So what do we advise people to do in order to stave off the collapse of modern society? Well, if you think the problem is peak oil or climate change, the efforts to prevent collapse look, to the people running this thing, a lot like collapse itself: deglobalization on a massive scale, major cuts to foreign military engagements, smaller homes with few to no cars (and the consequent massive waves of unemployment as homebuilders and carmakers are left idle) with some kind of government effort to cram down the use of fossil fuels, leaving some of the most powerful companies on Earth with nothing to do. Again, preventing collapse looks like collapse itself.

Of course, there is a difference, and now I'm going to use the US Civil War as an example: the Confederate States could have slowly phased out slavery over any arbitrary timeline they chose -- they controlled the Senate, Supreme Court, and Presidency for most of the antebellum period, so there was really nothing stopping them from making a managed transition. Instead, they insisted on preserving the odious privilege of white supremacy and the ability to own black people. So what could have been managed politically became a crisis whose result was both the bloodiest war in history up to that point, and a historical disaster for the South.

Of course, the leadership of the Confederacy actually made out okay after the dust settled: the Reconstruction was successfully beaten back, and for more than a century American historians debated how much blame the North bore for the war and its aftermath: almost all, or all. Jefferson Davis, having led bloody treason against his country, died peacefully in his sleep. His Vice-President was elected to the US Senate after the war.

Nevertheless, it's a basic point of political science that wars are negative-sum games, and I think the lesson applies more broadly to the kind of wrenching transitions that societies sometimes need to make in order to accomodate reality: if you know what the end result is going to be, you might as well concede early rather than waste years and lives fighting progress. The problem is that, on the human scale, fighting to restore the pre-Civil War white privilege was in fact a near-total victory: by 1870, 80% of southern blacks were back under some type of debt servitude. The choices that are bad for society are sometimes very very good for powerful individuals.

On a totally unrelated note, I watched Andrew Ross Sorkin on the Daily Show a few nights ago, and he pointed out that, despite having dragged the world in to a near-calamity, absolutely nothing has changed structurally on Wall Street. We are, hundreds of billions of dollars later, just as vulnerable to avarice run amok as we were before the current President was elected.

Wednesday, December 09, 2009

A handful of climate stuff

James Hansen is starting to look more and more prescient: in his 2007 article "Trace gases and Climate Change", he argued that previous estimate of climate sensitivity (how vulnerable the Earth's climate was to CO2 levels) understated the dangers because they failed to take in to account long-term feedbacks.
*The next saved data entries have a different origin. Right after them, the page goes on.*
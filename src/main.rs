use anyhow::{bail, Result};
use clap::{Parser, Subcommand};
use tracing::{debug, info};

use selector_lens::document::{self, Target};
use selector_lens::{browser, report, SelectorResult};

#[derive(Parser)]
#[command(name = "selector-lens")]
#[command(about = "Point at an element, get Cypress, Playwright and Selenium locators")]
struct Cli {
    #[command(subcommand)]
    command: Commands,
}

#[derive(Subcommand)]
enum Commands {
    /// Synthesize locators for specific elements of an HTML file, URL, or stdin
    Inspect {
        /// HTML file path, URL (http/https), or '-' for stdin
        input: String,

        /// CSS selector picking the element(s) to inspect
        #[arg(short, long)]
        select: Option<String>,

        /// Viewport point "X,Y" to inspect (URL mode only), like hovering there
        #[arg(short, long, value_parser = parse_point)]
        at: Option<(f64, f64)>,

        /// Output format: text or json
        #[arg(short, long, default_value = "text")]
        format: String,

        /// Chrome debugging port (for URL mode)
        #[arg(short, long, default_value_t = 9222)]
        port: u16,

        /// Launch a new headless Chrome instead of connecting
        #[arg(short, long)]
        launch: bool,
    },

    /// Synthesize locators for every interactive element
    Scan {
        /// HTML file path, URL (http/https), or '-' for stdin
        input: String,

        /// Output format: text or json
        #[arg(short, long, default_value = "text")]
        format: String,

        /// Chrome debugging port (for URL mode)
        #[arg(short, long, default_value_t = 9222)]
        port: u16,

        /// Launch a new headless Chrome instead of connecting
        #[arg(short, long)]
        launch: bool,
    },
}

fn main() -> Result<()> {
    tracing_subscriber::fmt()
        .with_env_filter(
            tracing_subscriber::EnvFilter::try_from_default_env()
                .unwrap_or_else(|_| tracing_subscriber::EnvFilter::new("info")),
        )
        .with_writer(std::io::stderr)
        .init();

    let cli = Cli::parse();

    match cli.command {
        Commands::Inspect {
            input,
            select,
            at,
            format,
            port,
            launch,
        } => {
            info!(input = %input, format = %format, "inspect command");
            match (select, at) {
                (Some(_), Some(_)) => bail!("Use either --select or --at, not both"),
                (None, None) => bail!("Pick an element with --select <css> or --at <x,y>"),
                (Some(css), None) => {
                    let html = load_html(&input, port, launch)?;
                    run(&html, Target::Selector(&css), &format)
                }
                (None, Some((x, y))) => {
                    if !is_url(&input) {
                        bail!("--at needs a rendered page; pass an http(s) URL");
                    }
                    let rt = tokio::runtime::Runtime::new()?;
                    let html = rt.block_on(async {
                        let browser = browser::open(port, launch).await?;
                        browser::fetch_page_with_pointer(&browser, &input, x, y).await
                    })?;
                    run(&html, Target::Marked, &format)
                }
            }
        }
        Commands::Scan {
            input,
            format,
            port,
            launch,
        } => {
            info!(input = %input, format = %format, "scan command");
            let html = load_html(&input, port, launch)?;
            run(&html, Target::Interactive, &format)
        }
    }
}

fn is_url(input: &str) -> bool {
    input.starts_with("http://") || input.starts_with("https://")
}

fn load_html(input: &str, port: u16, launch: bool) -> Result<String> {
    if is_url(input) {
        let rt = tokio::runtime::Runtime::new()?;
        return rt.block_on(async {
            let browser = browser::open(port, launch).await?;
            browser::fetch_page(&browser, input).await
        });
    }

    document::read_source(input)
}

fn run(html: &str, target: Target<'_>, format: &str) -> Result<()> {
    let doc = document::parse(html);
    let results = document::inspect(&doc, target)?;
    debug!(results = results.len(), "locators synthesized");
    print_output(&results, format)
}

fn print_output<N>(results: &[SelectorResult<N>], format: &str) -> Result<()> {
    let output = match format {
        "json" => serde_json::to_string_pretty(results)?,
        _ => report::to_compact_text_all(results),
    };
    println!("{}", output.trim_end());
    Ok(())
}

fn parse_point(s: &str) -> Result<(f64, f64), String> {
    let (x, y) = s
        .split_once(',')
        .ok_or_else(|| format!("expected X,Y but got '{s}'"))?;
    let x = x.trim().parse::<f64>().map_err(|e| format!("bad X: {e}"))?;
    let y = y.trim().parse::<f64>().map_err(|e| format!("bad Y: {e}"))?;
    Ok((x, y))
}
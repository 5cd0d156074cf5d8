use anyhow::{bail, Context, Result};
use chromiumoxide::browser::{Browser, BrowserConfig};
use chromiumoxide::Page;
use futures::StreamExt;
use tracing::{debug, info};

use crate::document::MARKER_ATTRIBUTE;

/// Connect to an already-running Chrome instance via CDP.
///
/// Chrome must be started with `--remote-debugging-port=<port>`, e.g.:
///   google-chrome --remote-debugging-port=9222
pub async fn connect(port: u16) -> Result<Browser> {
    let url = format!("http://127.0.0.1:{port}");
    info!(port = port, "connecting to Chrome via CDP");
    let (browser, mut handler) = Browser::connect(&url)
        .await
        .with_context(|| format!("Failed to connect to Chrome on port {port}. Is Chrome running with --remote-debugging-port={port}?"))?;

    tokio::spawn(async move { while handler.next().await.is_some() {} });

    info!(port = port, "connected to Chrome");
    Ok(browser)
}

/// Launch a new headless Chrome instance.
pub async fn launch() -> Result<Browser> {
    info!("launching headless Chrome");
    let config = BrowserConfig::builder()
        .no_sandbox()
        .arg("--disable-gpu")
        .arg("--disable-dev-shm-usage")
        .build()
        .map_err(|e| anyhow::anyhow!("Failed to build browser config: {e}"))?;

    let (browser, mut handler) = Browser::launch(config)
        .await
        .context("Failed to launch Chrome. Is Chrome/Chromium installed?")?;

    tokio::spawn(async move { while handler.next().await.is_some() {} });

    info!("headless Chrome launched");
    Ok(browser)
}

/// Connect to Chrome on `port`, or launch a headless one.
pub async fn open(port: u16, launch_new: bool) -> Result<Browser> {
    if launch_new {
        launch().await
    } else {
        connect(port).await
    }
}

/// Navigate to a URL and return the rendered HTML.
pub async fn fetch_page(browser: &Browser, url: &str) -> Result<String> {
    let page = navigate(browser, url).await?;
    let html = page.content().await.context("Failed to get page content")?;
    debug!(url = %url, html_len = html.len(), "page fetched");
    Ok(html)
}

/// Navigate to a URL, mark the element under viewport point `(x, y)` and
/// return the rendered HTML with the mark in place.
///
/// This is the pointer-hover step: the marked element is what the user would
/// be pointing at.
pub async fn fetch_page_with_pointer(browser: &Browser, url: &str, x: f64, y: f64) -> Result<String> {
    let page = navigate(browser, url).await?;

    let marked = page
        .evaluate(mark_element_at_js(x, y).as_str())
        .await
        .context("Failed to resolve the element under the pointer")?
        .into_value::<bool>()
        .unwrap_or(false);
    if !marked {
        bail!("No element at viewport point ({x}, {y})");
    }

    let html = page.content().await.context("Failed to get page content")?;
    debug!(url = %url, x = x, y = y, html_len = html.len(), "pointer target marked");
    Ok(html)
}

async fn navigate(browser: &Browser, url: &str) -> Result<Page> {
    debug!(url = %url, "navigating");
    let page = browser
        .new_page(url)
        .await
        .with_context(|| format!("Failed to navigate to {url}"))?;

    page.wait_for_navigation().await.ok();
    Ok(page)
}

/// JavaScript that clears any previous mark and marks `elementFromPoint(x, y)`.
/// Returns whether an element was found.
fn mark_element_at_js(x: f64, y: f64) -> String {
    format!(
        r#"(function() {{
    document.querySelectorAll('[{MARKER_ATTRIBUTE}]').forEach(function(el) {{
        el.removeAttribute('{MARKER_ATTRIBUTE}');
    }});
    var el = document.elementFromPoint({x}, {y});
    if (!el) {{ return false; }}
    el.setAttribute('{MARKER_ATTRIBUTE}', '');
    return true;
}})()"#
    )
}
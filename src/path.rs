//! Structural paths for elements that carry no stable attribute.
//!
//! The walk goes from the target up towards the root and stops at the first
//! ancestor with an `id` (ids are taken to be unique in the page) or at the
//! root boundary. CSS paths index a node among *all* element siblings
//! (`:nth-child`), XPath paths among same-tag siblings only (`tag[j]`).

use crate::dom::{Inspectable, PathStyle};
use crate::escape::{css_ident, xpath_literal};

/// How a path walk ended.
#[derive(Debug, Clone, PartialEq, Eq)]
pub enum PathAnchor {
    /// Stopped on an element (possibly the target) that has an `id`.
    Id,
    /// Reached the root boundary, whose tag is recorded.
    Root(String),
    /// Ran out of parents before reaching a boundary.
    Detached,
    /// The target is the boundary itself.
    Boundary,
}

/// Tokens of a path, root-most first, plus how the walk ended.
#[derive(Debug, Clone, PartialEq, Eq)]
pub struct PathWalk {
    pub tokens: Vec<String>,
    pub anchor: PathAnchor,
}

/// The target and its ancestors up to, but excluding, the root boundary.
#[derive(Debug, Clone)]
pub struct AncestorChain<N> {
    /// Target first, outermost ancestor last.
    pub nodes: Vec<N>,
    /// The boundary the chain stopped under, `None` for detached trees.
    pub boundary: Option<N>,
}

/// `body`, or an `html` element that is the root of its tree.
pub fn is_boundary<N: Inspectable>(node: &N) -> bool {
    match node.tag_name().as_str() {
        "body" => true,
        "html" => node.parent_element().is_none(),
        _ => false,
    }
}

pub fn ancestor_chain<N: Inspectable>(element: &N) -> AncestorChain<N> {
    let mut nodes = Vec::new();
    let mut current = Some(element.clone());

    while let Some(node) = current {
        if is_boundary(&node) {
            return AncestorChain {
                nodes,
                boundary: Some(node),
            };
        }
        current = node.parent_element();
        nodes.push(node);
    }

    AncestorChain {
        nodes,
        boundary: None,
    }
}

/// Walk from `element` towards the root, producing path tokens.
pub fn walk<N: Inspectable>(element: &N, style: PathStyle) -> PathWalk {
    if is_boundary(element) {
        return PathWalk {
            tokens: vec![element.tag_name()],
            anchor: PathAnchor::Boundary,
        };
    }

    let chain = ancestor_chain(element);
    let mut anchor = match &chain.boundary {
        Some(boundary) => PathAnchor::Root(boundary.tag_name()),
        None => PathAnchor::Detached,
    };
    let mut tokens = Vec::with_capacity(chain.nodes.len());

    for (i, node) in chain.nodes.iter().enumerate() {
        if let Some(id) = node.non_empty_attribute("id") {
            tokens.push(id_token(id, style));
            anchor = PathAnchor::Id;
            break;
        }

        let parent = chain.nodes.get(i + 1).or(chain.boundary.as_ref());
        let token = match parent {
            Some(parent) => structural_token(node, parent, style),
            None => node.tag_name(),
        };
        tokens.push(token);
    }

    tokens.reverse();
    PathWalk { tokens, anchor }
}

/// Build the path string for `element` in the given style.
///
/// CSS tokens are joined with `" > "`, XPath tokens with `"/"`.
pub fn build_path<N: Inspectable>(element: &N, style: PathStyle) -> String {
    let separator = match style {
        PathStyle::Css => " > ",
        PathStyle::Xpath => "/",
    };
    walk(element, style).tokens.join(separator)
}

/// A complete XPath expression selecting `element`.
pub fn xpath_expression<N: Inspectable>(element: &N) -> String {
    let walk = walk(element, PathStyle::Xpath);
    let path = walk.tokens.join("/");
    match walk.anchor {
        PathAnchor::Root(boundary) => format!("//{boundary}/{path}"),
        PathAnchor::Id | PathAnchor::Detached | PathAnchor::Boundary => format!("//{path}"),
    }
}

fn id_token(id: &str, style: PathStyle) -> String {
    match style {
        PathStyle::Css => format!("#{}", css_ident(id)),
        PathStyle::Xpath => format!("*[@id={}]", xpath_literal(id)),
    }
}

fn structural_token<N: Inspectable>(node: &N, parent: &N, style: PathStyle) -> String {
    let tag = node.tag_name();
    let siblings = parent.child_elements();

    match style {
        PathStyle::Css => {
            let position = siblings.iter().position(|s| s == node).unwrap_or(0) + 1;
            format!("{tag}:nth-child({position})")
        }
        PathStyle::Xpath => {
            let same_tag: Vec<&N> = siblings.iter().filter(|s| s.tag_name() == tag).collect();
            if same_tag.len() <= 1 {
                return tag;
            }
            let position = same_tag.iter().position(|s| *s == node).unwrap_or(0) + 1;
            format!("{tag}[{position}]")
        }
    }
}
He argued that a proper estimate of long-term feedbacks would add at least one degree to the 3-4 degrees of expected warming from doubling of CO2 in the atmosphere. An independent British investigation has come to much the same conclusion.
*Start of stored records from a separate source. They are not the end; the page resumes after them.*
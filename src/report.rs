use crate::dom::{ElementInfo, SelectorResult};
use crate::schemes::Scheme;

/// Render one result the way the hover tooltip shows it.
///
/// Example output:
/// ```text
/// element: button #submit-btn .primary
/// Cypress:    cy.get('#submit-btn')
/// Playwright: page.locator('#submit-btn')
/// Selenium:   driver.find_element(By.CSS_SELECTOR, "#submit-btn")
/// ```
pub fn to_compact_text<N>(result: &SelectorResult<N>) -> String {
    let mut output = String::new();
    output.push_str(&format!("element: {}\n", describe(&result.info)));

    for scheme in Scheme::ALL {
        let locator = match scheme {
            Scheme::Cypress => &result.css_scheme,
            Scheme::Playwright => &result.role_scheme,
            Scheme::Selenium => &result.xpath_scheme,
        };
        let label = format!("{scheme}:");
        output.push_str(&format!("{label:<12}{locator}\n"));
    }

    output
}

/// Render several results separated by `---` lines.
pub fn to_compact_text_all<N>(results: &[SelectorResult<N>]) -> String {
    results
        .iter()
        .map(to_compact_text)
        .collect::<Vec<_>>()
        .join("---\n")
}

fn describe(info: &ElementInfo) -> String {
    let mut out = info.tag.clone();
    if let Some(id) = &info.id {
        out.push_str(&format!(" #{id}"));
    }
    for class in &info.classes {
        out.push_str(&format!(" .{class}"));
    }
    if let Some(value) = &info.value {
        out.push_str(&format!(" = \"{value}\""));
    }
    out
}
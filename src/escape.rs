//! Literal and identifier escaping for every language a locator passes through.
//!
//! Escaping is layered: a value is first made safe for the selector language
//! (CSS or XPath), and the finished selector is then made safe for the host
//! string literal (JavaScript or Python) it is pasted into.

/// Escape a value for use as a CSS identifier (`#id`, `.class`), following
/// the CSSOM `CSS.escape()` algorithm.
pub fn css_ident(value: &str) -> String {
    let chars: Vec<char> = value.chars().collect();
    let mut out = String::with_capacity(value.len());

    for (i, &c) in chars.iter().enumerate() {
        match c {
            '\0' => out.push('\u{FFFD}'),
            '\u{1}'..='\u{1f}' | '\u{7f}' => push_hex_escape(&mut out, c),
            '0'..='9' if i == 0 => push_hex_escape(&mut out, c),
            '0'..='9' if i == 1 && chars[0] == '-' => push_hex_escape(&mut out, c),
            '-' if i == 0 && chars.len() == 1 => out.push_str("\\-"),
            c if c >= '\u{80}' || c == '-' || c == '_' || c.is_ascii_alphanumeric() => {
                out.push(c)
            }
            c => {
                out.push('\\');
                out.push(c);
            }
        }
    }

    out
}

/// Escape a value for a CSS quoted string delimited by `quote`.
pub fn css_string(value: &str, quote: char) -> String {
    let mut out = String::with_capacity(value.len());
    for c in value.chars() {
        match c {
            '\0' => out.push('\u{FFFD}'),
            '\\' => out.push_str("\\\\"),
            '\u{1}'..='\u{1f}' | '\u{7f}' => push_hex_escape(&mut out, c),
            c if c == quote => {
                out.push('\\');
                out.push(c);
            }
            c => out.push(c),
        }
    }
    out
}

/// Build a CSS attribute selector `[name="value"]`.
pub fn css_attribute(name: &str, value: &str, quote: char) -> String {
    format!("[{name}={quote}{}{quote}]", css_string(value, quote))
}

/// Quote a value as an XPath 1.0 string literal.
///
/// XPath has no escape sequences, so values holding both quote kinds are
/// assembled with `concat()`.
pub fn xpath_literal(value: &str) -> String {
    if !value.contains('\'') {
        return format!("'{value}'");
    }
    if !value.contains('"') {
        return format!("\"{value}\"");
    }

    let parts: Vec<String> = value
        .split('\'')
        .map(|part| format!("'{part}'"))
        .collect();
    format!("concat({})", parts.join(", \"'\", "))
}

/// Escape a raw value (text, role, tag) for a single-quoted JavaScript string.
pub fn js_string(value: &str) -> String {
    value
        .replace('\\', "\\\\")
        .replace('\'', "\\'")
        .replace('"', "\\\"")
        .replace('\n', "\\n")
        .replace('\r', "\\r")
}

/// Escape a finished selector for a single-quoted JavaScript string.
///
/// Double quotes are left alone: inside a selector they are structural
/// (`[data-cy="x"]`) and any value-level quote was already escaped by
/// [`css_string`].
pub fn js_selector(selector: &str) -> String {
    selector
        .replace('\\', "\\\\")
        .replace('\'', "\\'")
        .replace('\n', "\\n")
        .replace('\r', "\\r")
}

/// Escape a value for a double-quoted Python string.
pub fn py_string(value: &str) -> String {
    value
        .replace('\\', "\\\\")
        .replace('"', "\\\"")
        .replace('\n', "\\n")
        .replace('\r', "\\r")
}

fn push_hex_escape(out: &mut String, c: char) {
    out.push_str(&format!("\\{:x} ", c as u32));
}

#[cfg(test)]
mod tests {
    use super::*;

    #[test]
    fn css_ident_plain_passes_through() {
        assert_eq!(css_ident("submit-btn"), "submit-btn");
        assert_eq!(css_ident("_private"), "_private");
        assert_eq!(css_ident("héllo"), "héllo");
    }

    #[test]
    fn css_ident_escapes_punctuation() {
        assert_eq!(css_ident("a.b"), "a\\.b");
        assert_eq!(css_ident("x:y"), "x\\:y");
        assert_eq!(css_ident("w-1/2"), "w-1\\/2");
        assert_eq!(css_ident("a\"b"), "a\\\"b");
    }

    #[test]
    fn css_ident_leading_digit() {
        assert_eq!(css_ident("1st"), "\\31 st");
        assert_eq!(css_ident("-2x"), "-\\32 x");
        assert_eq!(css_ident("-"), "\\-");
        assert_eq!(css_ident("--x"), "--x");
    }

    #[test]
    fn css_ident_control_and_nul() {
        assert_eq!(css_ident("a\nb"), "a\\a b");
        assert_eq!(css_ident("a\0b"), "a\u{FFFD}b");
    }

    #[test]
    fn css_string_escapes_only_chosen_quote() {
        assert_eq!(css_string(r#"say "hi""#, '"'), r#"say \"hi\""#);
        assert_eq!(css_string("it's", '"'), "it's");
        assert_eq!(css_string("it's", '\''), "it\\'s");
        assert_eq!(css_string(r"C:\tmp", '"'), r"C:\\tmp");
        assert_eq!(css_string("line\nbreak", '"'), "line\\a break");
    }

    #[test]
    fn css_attribute_formats() {
        assert_eq!(css_attribute("data-cy", "login", '"'), r#"[data-cy="login"]"#);
        assert_eq!(css_attribute("name", "q", '\''), "[name='q']");
    }

    #[test]
    fn xpath_literal_quote_choice() {
        assert_eq!(xpath_literal("main"), "'main'");
        assert_eq!(xpath_literal("it's"), "\"it's\"");
        assert_eq!(
            xpath_literal(r#"it's "x""#),
            r#"concat('it', "'", 's "x"')"#
        );
    }

    #[test]
    fn js_string_escapes_quotes_and_backslash() {
        assert_eq!(js_string(r#"a'b"c\d"#), r#"a\'b\"c\\d"#);
        assert_eq!(js_string("two\nlines"), "two\\nlines");
    }

    #[test]
    fn js_selector_keeps_structural_double_quotes() {
        assert_eq!(js_selector(r#"[data-cy="x"]"#), r#"[data-cy="x"]"#);
        assert_eq!(js_selector(r#"[data-cy="a\"b"]"#), r#"[data-cy="a\\"b"]"#);
        assert_eq!(js_selector("[title='x']"), "[title=\\'x\\']");
    }

    #[test]
    fn py_string_escapes() {
        assert_eq!(py_string(r#"[data-cy='a"b']"#), r#"[data-cy='a\"b']"#);
        assert_eq!(py_string(r"a\b"), r"a\\b");
    }
}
Oh, how I wish President Gore had been allowed to take office.

If you'd like some depressing reading, check out the Copenhagen Diagnosis. It basically tracks with the estimate of the German report I mentioned a few weeks ago:
If global warming is to be limited to a maximum of 2 °C above pre-industrial values, global emissions need to peak between 2015 and 2020 and then decline rapidly. To stabilize climate, a decarbonized global society – with near-zero emissions of CO2 and other long-lived greenhouse gases – needs to be reached well within this century. More specifically, the average annual per-capita emissions will have to shrink to well under 1 metric ton CO2 by 2050. This is 80-95% below the per-capita emissions in developed nations in 2000.
The 2-degree guardrail may still not be enough -- a warming of 2 degrees globally implies much more warming over Greenland and West Antarctica, perhaps sufficient (the authors say) to eventually melt the Greenland ice sheet and raise sea level by 6m or more.

I'll reserve judgment to see what happens in Copenhagen, but it's worth noting that even if the governments of the world meet their current commitments, they'll still be committing us to at least 3 degrees of warming, enough at the poles to put polar ice at serious, serious risk. And remember that Antarctica is already looking unstable.

Things that amuse me, pt. MMXVI

The belief, usually expressed in the comment threads in newspaper webpages, that climate change is simply an excuse by communists to confiscate and redistribute wealth.

This amuses me for so many reasons, it's difficult to count the ways. Let's start assuming that all but recent history was in fact a blank slate, and that I did in fact want to confiscate and redistribute wealth. I can think of about a dozen ways that would be easier (and more effective by far!) than organizing a decades-long conspiracy among thousands of scientists in the hopes that their claims would be taken seriously enough by political leadership to begin serious state action -- in the further hopes that the actions I desire (namely, confiscation and redistribution of wealth) would be the ones that governments actually did. Indeed, as more than one critic has pointed out, many of the "solutions" to climate change being proposed by the US amount to giveaways to the same polluters who are the cause of the problem. If this is a conspiracy, it's first American result is likely to be an own-goal.

It gets even funnier when one realizes how climate science is situated historically. As just one example, Al Gore mentions in his film and book that he learned of CO2's impacts on from Roger Revelle in the 1960s, and Revelle started his work in the 1950s. These claims are true -- Revelle began his work measuring CO2 (his colleague Dave Keeling did the actual measuring) in the 1950s, and if you'd like to see how far back the records go, you can follow this link.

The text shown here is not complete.